### Data for this exercise ###
//! Request description and header construction

use crate::error::{ApiError, ApiResult};
use serde::Serialize;
use serde_json::Value;

/// HTTP methods used by the client
#[derive(Debug, Clone, Copy, PartialEq, Eq, Hash)]
pub enum Method {
    Get,
    Post,
}

impl Method {
    pub fn as_str(&self) -> &'static str {
        match self {
            Method::Get => "GET",
            Method::Post => "POST",
        }
    }
}

impl std::fmt::Display for Method {
    fn fmt(&self, f: &mut std::fmt::Formatter<'_>) -> std::fmt::Result {
        f.write_str(self.as_str())
    }
}

impl From<Method> for reqwest::Method {
    fn from(method: Method) -> Self {
        match method {
            Method::Get => reqwest::Method::GET,
            Method::Post => reqwest::Method::POST,
        }
    }
}

/// A request as the caller describes it, before URL and headers are resolved
#[derive(Debug, Clone, Default)]
pub struct ApiRequest {
    /// Absolute URL (`http...`) or a path relative to the base URL
    pub path: String,

    /// Explicit method. A request with a JSON payload defaults to POST.
    pub method: Option<Method>,

    /// JSON payload
    pub json: Option<Value>,

    /// Attach `Authorization: Bearer <token>` when a token is available
    pub auth: bool,

    /// Token to use instead of the client's session token
    pub token: Option<String>,

    /// Extra headers, applied after (and overriding) the defaults
    pub headers: Vec<(String, String)>,
}

impl ApiRequest {
    pub fn new(path: impl Into<String>) -> Self {
        Self {
            path: path.into(),
            ..Default::default()
        }
    }

    pub fn get(path: impl Into<String>) -> Self {
        Self::new(path).method(Method::Get)
    }

    pub fn post(path: impl Into<String>) -> Self {
        Self::new(path).method(Method::Post)
    }

    /// Set the method explicitly
    pub fn method(mut self, method: Method) -> Self {
        self.method = Some(method);
        self
    }

    /// Attach a JSON payload
    pub fn json_value(mut self, body: Value) -> Self {
        self.json = Some(body);
        self
    }

    /// Serialize and attach a JSON payload
    pub fn json<T: Serialize>(self, body: &T) -> ApiResult<Self> {
        let value =
            serde_json::to_value(body).map_err(|e| ApiError::InvalidRequest(e.to_string()))?;
        Ok(self.json_value(value))
    }

    /// Request bearer authentication
    pub fn with_auth(mut self) -> Self {
        self.auth = true;
        self
    }

    /// Use a specific token (implies auth)
    pub fn token(mut self, token: impl Into<String>) -> Self {
        self.auth = true;
        self.token = Some(token.into());
        self
    }

    pub fn header(mut self, name: impl Into<String>, value: impl Into<String>) -> Self {
        self.headers.push((name.into(), value.into()));
        self
    }

    /// Method that will actually be sent
    pub fn effective_method(&self) -> Method {
        match (self.method, &self.json) {
            (Some(m), _) => m,
            (None, Some(_)) => Method::Post,
            (None, None) => Method::Get,
        }
    }

    /// Build the header list
    ///
    /// `fallback_token` is the session token of the client; the request's own
    /// token wins when both are present.
    pub fn build_headers(&self, fallback_token: Option<&str>) -> Vec<(String, String)> {
        let mut headers = vec![("Accept".to_string(), "application/json".to_string())];

        if self.json.is_some() {
            headers.push(("Content-Type".to_string(), "application/json".to_string()));
        }

        if self.auth {
            let token = self
                .token
                .as_deref()
                .filter(|t| !t.is_empty())
                .or(fallback_token.filter(|t| !t.is_empty()));
            if let Some(token) = token {
                headers.push(("Authorization".to_string(), format!("Bearer {}", token)));
            }
        }

        for (name, value) in &self.headers {
            match headers
                .iter_mut()
                .find(|(existing, _)| existing.eq_ignore_ascii_case(name))
            {
                Some(slot) => slot.1 = value.clone(),
                None => headers.push((name.clone(), value.clone())),
            }
        }

        headers
    }

    /// Serialized body
    pub fn body(&self) -> Option<String> {
        self.json.as_ref().map(|v| v.to_string())
    }
}

/// Join a path onto the base URL unless it is already absolute
pub fn resolve_url(base_url: &str, path: &str) -> String {
    if path.starts_with("http") {
        path.to_string()
    } else {
        format!("{}{}", base_url.trim_end_matches('/'), path)
    }
}

#[cfg(test)]
mod tests {
    use super::*;
    use serde_json::json;

    fn header<'a>(headers: &'a [(String, String)], name: &str) -> Option<&'a str> {
        headers
            .iter()
            .find(|(n, _)| n.eq_ignore_ascii_case(name))
            .map(|(_, v)| v.as_str())
    }

    #[test]
    fn test_get_headers_without_payload() {
        let headers = ApiRequest::get("/api/auth/status").build_headers(None);
        assert_eq!(header(&headers, "Accept"), Some("application/json"));
        assert!(header(&headers, "Content-Type").is_none());
        assert!(header(&headers, "Authorization").is_none());
    }

    #[test]
    fn test_payload_sets_content_type_and_post() {
        let req = ApiRequest::new("/api/users/connect").json_value(json!({ "a": 1 }));
        assert_eq!(req.effective_method(), Method::Post);

        let headers = req.build_headers(None);
        assert_eq!(header(&headers, "Content-Type"), Some("application/json"));
        assert_eq!(req.body().as_deref(), Some(r#"{"a":1}"#));
    }

    #[test]
    fn test_auth_uses_session_token_fallback() {
        let headers = ApiRequest::get("/x").with_auth().build_headers(Some("session"));
        assert_eq!(header(&headers, "Authorization"), Some("Bearer session"));

        let headers = ApiRequest::get("/x").token("explicit").build_headers(Some("session"));
        assert_eq!(header(&headers, "Authorization"), Some("Bearer explicit"));
    }

    #[test]
    fn test_auth_without_any_token_sends_no_header() {
        let headers = ApiRequest::get("/x").with_auth().build_headers(None);
        assert!(header(&headers, "Authorization").is_none());

        let headers = ApiRequest::get("/x").with_auth().build_headers(Some(""));
        assert!(header(&headers, "Authorization").is_none());
    }

    #[test]
    fn test_token_ignored_without_auth_flag() {
        let headers = ApiRequest::get("/x").build_headers(Some("session"));
        assert!(header(&headers, "Authorization").is_none());
    }

    #[test]
    fn test_extra_headers_override_defaults() {
        let headers = ApiRequest::get("/x")
            .header("accept", "text/plain")
            .header("X-Trace", "1")
            .build_headers(None);
        assert_eq!(header(&headers, "Accept"), Some("text/plain"));
        assert_eq!(header(&headers, "X-Trace"), Some("1"));
        assert_eq!(headers.len(), 2);
    }

    #[test]
    fn test_resolve_url() {
        assert_eq!(
            resolve_url("http://localhost:3001", "/api/users"),
            "http://localhost:3001/api/users"
        );
        assert_eq!(
            resolve_url("http://localhost:3001/", "/api/users"),
            "http://localhost:3001/api/users"
        );
        assert_eq!(
            resolve_url("http://localhost:3001", "https://other.host/api"),
            "https://other.host/api"
        );
    }
}
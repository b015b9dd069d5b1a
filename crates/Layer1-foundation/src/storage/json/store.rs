//! Barter 문서 저장소
//!
//! `config.json`, `session.json` 같은 작은 JSON 문서를 한 디렉토리에 둡니다.
//! 세션 문서에는 토큰이 들어 있으므로 쓰기는 임시 파일 → rename 순서로 하고,
//! unix에서는 소유자만 읽을 수 있게 만듭니다.

use crate::{Error, Result};
use serde::{de::DeserializeOwned, Serialize};
use std::path::{Path, PathBuf};
use tracing::debug;

/// 글로벌 디렉토리 이름 (<config_dir>/barter)
const APP_DIR: &str = "barter";

/// 프로젝트 디렉토리 이름 (./.barter)
const PROJECT_DIR: &str = ".barter";

/// 디렉토리 하나에 묶인 JSON 문서들
#[derive(Debug, Clone)]
pub struct JsonStore {
    dir: PathBuf,
}

impl JsonStore {
    pub fn new(dir: impl Into<PathBuf>) -> Self {
        Self { dir: dir.into() }
    }

    /// 사용자 전역 문서 (설정, 세션)
    pub fn global() -> Result<Self> {
        let config_dir = dirs::config_dir()
            .ok_or_else(|| Error::Storage("no user config directory on this platform".into()))?;
        Ok(Self::new(config_dir.join(APP_DIR)))
    }

    /// 프로젝트 문서 (설정만)
    pub fn project(root: impl AsRef<Path>) -> Self {
        Self::new(root.as_ref().join(PROJECT_DIR))
    }

    pub fn current_project() -> Result<Self> {
        Ok(Self::project(std::env::current_dir()?))
    }

    pub fn file_path(&self, name: &str) -> PathBuf {
        self.dir.join(name)
    }

    /// 문서 읽기 (없으면 에러)
    pub fn load<T: DeserializeOwned>(&self, name: &str) -> Result<T> {
        let path = self.file_path(name);
        let raw = std::fs::read_to_string(&path)
            .map_err(|e| Error::Storage(format!("{}: {}", path.display(), e)))?;
        parse(&path, &raw)
    }

    /// 문서 읽기 (없거나 비어 있으면 None)
    pub fn load_optional<T: DeserializeOwned>(&self, name: &str) -> Result<Option<T>> {
        let path = self.file_path(name);
        let raw = match std::fs::read_to_string(&path) {
            Ok(raw) => raw,
            Err(e) if e.kind() == std::io::ErrorKind::NotFound => return Ok(None),
            Err(e) => return Err(Error::Storage(format!("{}: {}", path.display(), e))),
        };
        if raw.trim().is_empty() {
            debug!("{} is empty, ignoring", path.display());
            return Ok(None);
        }
        parse(&path, &raw).map(Some)
    }

    /// 문서 쓰기 (임시 파일에 쓴 뒤 교체)
    pub fn save<T: Serialize>(&self, name: &str, value: &T) -> Result<()> {
        std::fs::create_dir_all(&self.dir)
            .map_err(|e| Error::Storage(format!("{}: {}", self.dir.display(), e)))?;

        let path = self.file_path(name);
        let tmp = self.file_path(&format!(".{}.tmp", name));
        let body = serde_json::to_string_pretty(value)?;

        std::fs::write(&tmp, body)
            .map_err(|e| Error::Storage(format!("{}: {}", tmp.display(), e)))?;
        restrict_to_owner(&tmp)?;
        std::fs::rename(&tmp, &path)
            .map_err(|e| Error::Storage(format!("{}: {}", path.display(), e)))?;

        debug!("Saved {}", path.display());
        Ok(())
    }

    /// 문서 삭제 (없으면 false)
    pub fn remove(&self, name: &str) -> Result<bool> {
        let path = self.file_path(name);
        match std::fs::remove_file(&path) {
            Ok(()) => {
                debug!("Removed {}", path.display());
                Ok(true)
            }
            Err(e) if e.kind() == std::io::ErrorKind::NotFound => Ok(false),
            Err(e) => Err(Error::Storage(format!("{}: {}", path.display(), e))),
        }
    }
}

fn parse<T: DeserializeOwned>(path: &Path, raw: &str) -> Result<T> {
    serde_json::from_str(raw)
        .map_err(|e| Error::Storage(format!("{} is not valid: {}", path.display(), e)))
}

#[cfg(unix)]
fn restrict_to_owner(path: &Path) -> Result<()> {
    use std::os::unix::fs::PermissionsExt;
    std::fs::set_permissions(path, std::fs::Permissions::from_mode(0o600))?;
    Ok(())
}

#[cfg(not(unix))]
fn restrict_to_owner(_path: &Path) -> Result<()> {
    Ok(())
}
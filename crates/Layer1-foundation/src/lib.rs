//! # barter-foundation
//!
//! Foundation layer for Barter:
//! - Error: 공통 에러 타입 (AuthenticationRequired, RequestFailed, Network ...)
//! - Config: 통합 설정 (BarterConfig - API 주소, 출력 옵션)
//! - Storage: JsonStore (설정/세션 파일)
//! - Session: 토큰 + 사용자 정보 (SessionContext)
//! - Notify: 일시적 알림 (Notification, Notifier)
//!
//! ## 아키텍처
//!
//! ```text
//! ┌─────────────────────────────────────────────────────────┐
//! │  CLI (Layer4)                                            │
//! │   ├── BarterConfig::load()  ── JsonStore (config.json)  │
//! │   └── SessionStore::load()  ── JsonStore (session.json) │
//! │                     │                                   │
//! │                     ▼  SessionContext (명시적 전달)       │
//! │          Skills Page (Layer3) ── Notifier               │
//! │                     │                                   │
//! │                     ▼                                   │
//! │          ApiClient (Layer2) ── REST API                 │
//! └─────────────────────────────────────────────────────────┘
//! ```

pub mod config;
pub mod error;
pub mod notify;
pub mod session;
pub mod storage;

// ============================================================================
// Error
// ============================================================================
pub use error::{Error, Result};

// ============================================================================
// Config (설정)
// ============================================================================
pub use config::{
    BarterConfig, DisplayConfig, API_URL_ENV, BARTER_CONFIG_FILE, DEFAULT_API_BASE,
};

// ============================================================================
// Storage (저장소)
// ============================================================================
pub use storage::JsonStore;

// ============================================================================
// Session (세션)
// ============================================================================
pub use session::{SessionContext, SessionStore, StoredUser, DEFAULT_TRUST_SCORE, SESSION_FILE};

// ============================================================================
// Notify (알림)
// ============================================================================
pub use notify::{
    Notification, NotificationId, NotificationLevel, NotificationLog, Notifier, TracingNotifier,
};
//! Barter Config - 통합 설정
//!
//! API 주소와 출력 옵션을 관리하는 BarterConfig

use crate::storage::JsonStore;
use crate::{Error, Result};
use serde::{Deserialize, Serialize};
use tracing::debug;

/// 설정 파일명
pub const BARTER_CONFIG_FILE: &str = "config.json";

/// API 주소 오버라이드 환경변수
pub const API_URL_ENV: &str = "BARTER_API_URL";

/// 기본 API 주소
pub const DEFAULT_API_BASE: &str = "http://localhost:3001";

/// 기본 설명 줄바꿈 폭
pub const DEFAULT_DESCRIPTION_WIDTH: usize = 80;

// ============================================================================
// Barter Config (통합)
// ============================================================================

/// Barter 통합 설정
#[derive(Debug, Clone, Serialize, Deserialize)]
#[serde(rename_all = "camelCase")]
pub struct BarterConfig {
    /// 버전 (마이그레이션용)
    #[serde(default = "default_version")]
    pub version: u32,

    /// 백엔드 API 주소
    #[serde(skip_serializing_if = "Option::is_none")]
    pub api_base_url: Option<String>,

    /// 출력 설정
    #[serde(default)]
    pub display: DisplayConfig,
}

impl Default for BarterConfig {
    fn default() -> Self {
        Self {
            version: default_version(),
            api_base_url: None,
            display: DisplayConfig::default(),
        }
    }
}

impl BarterConfig {
    pub fn new() -> Self {
        Self::default()
    }

    // ========================================================================
    // Load / Save
    // ========================================================================

    /// 글로벌 + 프로젝트 병합 로드, 마지막으로 환경변수 적용
    pub fn load() -> Result<Self> {
        let mut config = Self::new();

        // 1. 글로벌 설정
        if let Ok(global) = JsonStore::global() {
            if let Some(global_config) = read_layer(&global)? {
                config.merge(global_config);
            }
        }

        // 2. 프로젝트 설정
        if let Ok(project) = JsonStore::current_project() {
            if let Some(project_config) = read_layer(&project)? {
                config.merge(project_config);
            }
        }

        // 3. 환경변수 오버라이드
        config.apply_env_override(std::env::var(API_URL_ENV).ok());

        Ok(config)
    }

    /// 특정 저장소에서만 로드
    pub fn load_from(store: &JsonStore) -> Result<Self> {
        Ok(read_layer(store)?.unwrap_or_default())
    }

    /// 환경변수 값 적용 (빈 문자열은 무시)
    pub fn apply_env_override(&mut self, api_url: Option<String>) {
        if let Some(url) = api_url.filter(|u| !u.trim().is_empty()) {
            debug!("API base URL overridden by {}", API_URL_ENV);
            self.api_base_url = Some(url);
        }
    }

    /// 환경변수 값 적용 (빌더)
    pub fn with_env_override(mut self, api_url: Option<String>) -> Self {
        self.apply_env_override(api_url);
        self
    }

    /// 실제 사용할 API 주소
    pub fn api_base(&self) -> String {
        self.api_base_url
            .as_deref()
            .map(|u| u.trim_end_matches('/'))
            .filter(|u| !u.is_empty())
            .unwrap_or(DEFAULT_API_BASE)
            .to_string()
    }

    // ========================================================================
    // Merge
    // ========================================================================

    /// 다른 설정과 병합 (other가 우선)
    pub fn merge(&mut self, other: BarterConfig) {
        if other.api_base_url.is_some() {
            self.api_base_url = other.api_base_url;
        }
        self.display.merge(other.display);
    }

    // ========================================================================
    // Builder
    // ========================================================================

    pub fn api_base_url(mut self, url: impl Into<String>) -> Self {
        self.api_base_url = Some(url.into());
        self
    }
}

// ============================================================================
// Display Config
// ============================================================================

/// 출력 설정 (CLI)
///
/// 파일에 적힌 값만 `Some`이고, 병합 시 있는 값만 덮어씁니다.
#[derive(Debug, Clone, Default, PartialEq, Eq, Serialize, Deserialize)]
#[serde(rename_all = "camelCase")]
pub struct DisplayConfig {
    /// 카드 설명 줄바꿈 폭
    #[serde(default, skip_serializing_if = "Option::is_none")]
    pub description_width: Option<usize>,

    /// 알림 출력 여부
    #[serde(default, skip_serializing_if = "Option::is_none")]
    pub show_notifications: Option<bool>,
}

impl DisplayConfig {
    pub fn description_width(&self) -> usize {
        self.description_width.unwrap_or(DEFAULT_DESCRIPTION_WIDTH)
    }

    pub fn show_notifications(&self) -> bool {
        self.show_notifications.unwrap_or(true)
    }

    fn merge(&mut self, other: DisplayConfig) {
        if other.description_width.is_some() {
            self.description_width = other.description_width;
        }
        if other.show_notifications.is_some() {
            self.show_notifications = other.show_notifications;
        }
    }
}

// ============================================================================
// Helpers
// ============================================================================

/// 설정 파일 한 층 읽기 (형식 오류는 Config 에러)
fn read_layer(store: &JsonStore) -> Result<Option<BarterConfig>> {
    store
        .load_optional::<BarterConfig>(BARTER_CONFIG_FILE)
        .map_err(|e| Error::Config(e.to_string()))
}

fn default_version() -> u32 {
    1
}
//! API-specific error types
//!
//! ApiError는 HTTP 요청 단계의 에러를 관리합니다.
//! barter_foundation::Error와의 변환을 지원합니다.

use barter_foundation::Error as FoundationError;
use serde_json::Value;
use thiserror::Error;

/// Result alias for API operations
pub type ApiResult<T> = std::result::Result<T, ApiError>;

/// Errors that can occur while talking to the backend
#[derive(Error, Debug, Clone, PartialEq)]
pub enum ApiError {
    /// Non-2xx response. The message is what the user sees.
    #[error("{message}")]
    RequestFailed { status: u16, message: String },

    /// Network error (connection refused, DNS, broken body, etc.)
    #[error("Network error: {0}")]
    Network(String),

    /// Request could not be built (bad payload)
    #[error("Invalid request: {0}")]
    InvalidRequest(String),

    /// Response body did not have the expected shape
    #[error("Invalid response: {0}")]
    InvalidResponse(String),
}

impl ApiError {
    /// Create from HTTP status code and the parsed body (if any)
    ///
    /// Uses the body's `message` field when it is a non-empty string,
    /// otherwise falls back to `Request failed (<status>)`.
    pub fn from_http_status(status: u16, body: Option<&Value>) -> Self {
        let message = body
            .and_then(|b| b.get("message"))
            .and_then(Value::as_str)
            .filter(|m| !m.is_empty())
            .map(str::to_string)
            .unwrap_or_else(|| format!("Request failed ({})", status));

        ApiError::RequestFailed { status, message }
    }

    /// HTTP status, when the server answered
    pub fn status(&self) -> Option<u16> {
        match self {
            ApiError::RequestFailed { status, .. } => Some(*status),
            _ => None,
        }
    }
}

// ============================================================================
// barter_foundation::Error 변환
// ============================================================================

impl From<ApiError> for FoundationError {
    fn from(err: ApiError) -> Self {
        match err {
            ApiError::RequestFailed { status, message } => {
                FoundationError::RequestFailed { status, message }
            }
            ApiError::Network(msg) => FoundationError::Network(msg),
            ApiError::InvalidRequest(msg) => FoundationError::Validation(msg),
            ApiError::InvalidResponse(msg) => FoundationError::InvalidResponse(msg),
        }
    }
}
###
About this exercise
Gather up, from the records above, each line where the word "application" appears.

Reply
        let mut headers = vec![("Accept".to_string(), "application/json".to_string())];
            headers.push(("Content-Type".to_string(), "application/json".to_string()));
        assert_eq!(header(&headers, "Accept"), Some("application/json"));
        assert_eq!(header(&headers, "Content-Type"), Some("application/json"));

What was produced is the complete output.